The first “Top Gun” unfolded against a backdrop of superpower conflict. There was a formidable — if mostly offscreen — real-world adversary (the Soviet Union, in case you forgot) and the hovering possibility of nuclear apocalypse. This time, there’s a real live-ammo skirmish with an unidentified foe, a mysterious entity in possession of super-high-tech aircraft who is building an “unauthorized” weapons facility in a mountainous region of wherever. No names are mentioned, just “the enemy.” The circumspection is a little weird. Who or what are we supposed to be fighting? China? (In this economy?) The Taliban? Netflix? Covid?

It doesn’t matter. We never see the faces of the enemy pilots once the mission is underway. Which only confirms the sense that “Top Gun: Maverick” has nothing to say about geopolitics and everything to do with the defense of old-fashioned movie values ​​in the face of streaming-era nihilism.

Is the defense successful? The action sequences are tense and exuberant, reminders that flight has been one of the great thrills of cinema almost from the beginning. The story is a mixed bag. In spite of the emotional crosscurrents and physical hazards that buffet poor Maverick — his career, his love life and his duty to the memory of his dead friend, to say nothing of G-forces and flak — the dramatic stakes seem curiously low.
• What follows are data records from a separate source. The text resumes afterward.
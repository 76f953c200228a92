//! In-memory device registry

use crate::device::{AttributeValue, Device, DeviceKind};
use crate::schema;
use chrono::Utc;
use dashmap::mapref::entry::Entry;
use dashmap::DashMap;
use std::collections::{BTreeMap, HashMap};
use std::sync::atomic::{AtomicU64, Ordering};
use thiserror::Error;
use tokio::sync::broadcast;

/// Registry errors
#[derive(Error, Debug, Clone, PartialEq)]
pub enum RegistryError {
    #[error("Device not found: {0}")]
    NotFound(String),

    #[error("Device already registered: {0}")]
    DuplicateId(String),

    #[error("Invalid attribute {attribute} for device {device_id}: {reason}")]
    InvalidAttribute {
        device_id: String,
        attribute: String,
        reason: String,
    },
}

/// Registry events (observability only, rules poll the registry)
#[derive(Debug, Clone)]
pub enum RegistryEvent {
    /// A device was registered
    DeviceRegistered { device_id: String },
    /// A device was deregistered
    DeviceRemoved { device_id: String },
    /// An attribute value was written
    AttributeChanged {
        device_id: String,
        attribute: String,
        value: AttributeValue,
    },
    /// Device reachability changed
    AvailabilityChanged { device_id: String, online: bool },
}

struct Slot {
    /// Registration order, used for listing
    seq: u64,
    device: Device,
}

/// Authoritative store of device state
///
/// Every mutation of a single device happens under that device's map entry
/// lock, so concurrent writers (policy actions, telemetry) never lose updates.
pub struct DeviceRegistry {
    devices: DashMap<String, Slot>,
    next_seq: AtomicU64,
    event_tx: broadcast::Sender<RegistryEvent>,
}

impl Default for DeviceRegistry {
    fn default() -> Self {
        Self::new()
    }
}

impl DeviceRegistry {
    #[must_use]
    pub fn new() -> Self {
        let (event_tx, _) = broadcast::channel(64);
        Self {
            devices: DashMap::new(),
            next_seq: AtomicU64::new(0),
            event_tx,
        }
    }

    /// Subscribe to registry events
    #[must_use]
    pub fn subscribe(&self) -> broadcast::Receiver<RegistryEvent> {
        self.event_tx.subscribe()
    }

    /// Register a new device after validating its attributes against the schema
    pub fn register(&self, mut device: Device) -> Result<(), RegistryError> {
        for (attribute, value) in &device.attributes {
            check_attribute(&device.id, device.kind, attribute, value)?;
        }
        device.updated_at = Some(Utc::now());

        let device_id = device.id.clone();
        match self.devices.entry(device_id.clone()) {
            Entry::Occupied(_) => return Err(RegistryError::DuplicateId(device_id)),
            Entry::Vacant(slot) => {
                let seq = self.next_seq.fetch_add(1, Ordering::Relaxed);
                slot.insert(Slot { seq, device });
            }
        }

        tracing::info!("Registered device {}", device_id);
        let _ = self
            .event_tx
            .send(RegistryEvent::DeviceRegistered { device_id });
        Ok(())
    }

    /// Remove a device
    pub fn deregister(&self, device_id: &str) -> Result<Device, RegistryError> {
        let (_, slot) = self
            .devices
            .remove(device_id)
            .ok_or_else(|| RegistryError::NotFound(device_id.to_string()))?;

        tracing::info!("Deregistered device {}", device_id);
        let _ = self.event_tx.send(RegistryEvent::DeviceRemoved {
            device_id: device_id.to_string(),
        });
        Ok(slot.device)
    }

    /// Get a copy of a device
    pub fn get(&self, device_id: &str) -> Result<Device, RegistryError> {
        self.devices
            .get(device_id)
            .map(|slot| slot.device.clone())
            .ok_or_else(|| RegistryError::NotFound(device_id.to_string()))
    }

    /// Device type of a registered device
    #[must_use]
    pub fn kind_of(&self, device_id: &str) -> Option<DeviceKind> {
        self.devices.get(device_id).map(|slot| slot.device.kind)
    }

    /// All devices in registration order
    #[must_use]
    pub fn list(&self) -> Vec<Device> {
        let mut slots: Vec<(u64, Device)> = self
            .devices
            .iter()
            .map(|r| (r.seq, r.device.clone()))
            .collect();
        slots.sort_by_key(|(seq, _)| *seq);
        slots.into_iter().map(|(_, device)| device).collect()
    }

    #[must_use]
    pub fn len(&self) -> usize {
        self.devices.len()
    }

    #[must_use]
    pub fn is_empty(&self) -> bool {
        self.devices.is_empty()
    }

    /// Write one attribute value
    ///
    /// The attribute must exist in the device type's schema and the value must
    /// satisfy its kind and domain; otherwise nothing is changed.
    pub fn update(
        &self,
        device_id: &str,
        attribute: &str,
        value: AttributeValue,
    ) -> Result<(), RegistryError> {
        {
            let mut slot = self
                .devices
                .get_mut(device_id)
                .ok_or_else(|| RegistryError::NotFound(device_id.to_string()))?;
            let device = &mut slot.device;

            check_attribute(device_id, device.kind, attribute, &value)?;
            device.attributes.insert(attribute.to_string(), value.clone());
            device.updated_at = Some(Utc::now());
        }

        tracing::debug!("Device {} {} = {}", device_id, attribute, value);
        let _ = self.event_tx.send(RegistryEvent::AttributeChanged {
            device_id: device_id.to_string(),
            attribute: attribute.to_string(),
            value,
        });
        Ok(())
    }

    /// Apply a telemetry report of several attributes, all or nothing
    pub fn apply_telemetry(
        &self,
        device_id: &str,
        attributes: BTreeMap<String, AttributeValue>,
    ) -> Result<(), RegistryError> {
        {
            let mut slot = self
                .devices
                .get_mut(device_id)
                .ok_or_else(|| RegistryError::NotFound(device_id.to_string()))?;
            let device = &mut slot.device;

            for (attribute, value) in &attributes {
                check_attribute(device_id, device.kind, attribute, value)?;
            }
            for (attribute, value) in &attributes {
                device.attributes.insert(attribute.clone(), value.clone());
            }
            device.updated_at = Some(Utc::now());
        }

        for (attribute, value) in attributes {
            let _ = self.event_tx.send(RegistryEvent::AttributeChanged {
                device_id: device_id.to_string(),
                attribute,
                value,
            });
        }
        Ok(())
    }

    /// Mark a device reachable or unreachable
    pub fn set_online(&self, device_id: &str, online: bool) -> Result<(), RegistryError> {
        let changed = {
            let mut slot = self
                .devices
                .get_mut(device_id)
                .ok_or_else(|| RegistryError::NotFound(device_id.to_string()))?;
            let changed = slot.device.online != online;
            slot.device.online = online;
            slot.device.updated_at = Some(Utc::now());
            changed
        };

        if changed {
            tracing::info!(
                "Device {} is now {}",
                device_id,
                if online { "online" } else { "offline" }
            );
            let _ = self.event_tx.send(RegistryEvent::AvailabilityChanged {
                device_id: device_id.to_string(),
                online,
            });
        }
        Ok(())
    }

    /// Copy of every device
    #[must_use]
    pub fn snapshot(&self) -> RegistrySnapshot {
        RegistrySnapshot::from_devices(self.devices.iter().map(|r| r.device.clone()))
    }

    /// Copy of the listed devices; unknown ids are left out
    #[must_use]
    pub fn snapshot_for<'a, I>(&self, device_ids: I) -> RegistrySnapshot
    where
        I: IntoIterator<Item = &'a str>,
    {
        RegistrySnapshot::from_devices(
            device_ids
                .into_iter()
                .filter_map(|id| self.devices.get(id).map(|slot| slot.device.clone())),
        )
    }
}

fn check_attribute(
    device_id: &str,
    kind: DeviceKind,
    attribute: &str,
    value: &AttributeValue,
) -> Result<(), RegistryError> {
    let invalid = |reason: String| RegistryError::InvalidAttribute {
        device_id: device_id.to_string(),
        attribute: attribute.to_string(),
        reason,
    };
    let spec = schema::attribute(kind, attribute)
        .ok_or_else(|| invalid(format!("not part of the {kind} schema")))?;
    spec.check(value).map_err(invalid)
}

/// Point-in-time copy of device state used for condition evaluation
#[derive(Debug, Clone, Default)]
pub struct RegistrySnapshot {
    devices: HashMap<String, Device>,
}

impl RegistrySnapshot {
    pub fn from_devices(devices: impl IntoIterator<Item = Device>) -> Self {
        Self {
            devices: devices.into_iter().map(|d| (d.id.clone(), d)).collect(),
        }
    }

    #[must_use]
    pub fn get(&self, device_id: &str) -> Option<&Device> {
        self.devices.get(device_id)
    }

    #[must_use]
    pub fn len(&self) -> usize {
        self.devices.len()
    }

    #[must_use]
    pub fn is_empty(&self) -> bool {
        self.devices.is_empty()
    }
}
The junior pilots enact a kind of children’s theater production of the first movie. The cockfight between Maverick and Iceman is echoed in the rivalrous posturing of Rooster and the arrogant Hangman (an interestingly Kilmeresque Glen Powell). We are treated to a shirtless game of touch football on the beach, which doesn’t quite match the original volleyball game for sweaty camp subtext. There are some memorable supporting performances — notably from Bashir Salahuddin, Monica Barbaro and the always solid Jon Hamm, as a by-the-book, stick-in-the-mud admiral — but the world they inhabit is textureless and generic.

At times Kosinski seems to be reaching for an updated version of the sun-kissed, high-style ’80s aesthetic that “Top Gun” so effortlessly and elegantly typified. What he comes up with is something bland and basic, without the brazen, trashy sublimity you find in the work of genuine pop auteurs like Scott, his his brother his Ridley, James Cameron or Michael Bay.

Though you may hear otherwise, “Top Gun: Maverick” is not a great movie. It is a thin, over-strenuous and sometimes very enjoyable movie. But it is also, and perhaps more significantly, an earnest statement of the thesis that movies can and should be great. I’m old enough to remember when that went without saying. For Pete’s sake, I’m almost as old as Maverick.

Top Gun: Maverick
Rated PG-13. Running time: 2 hours 11 minutes. In theaters.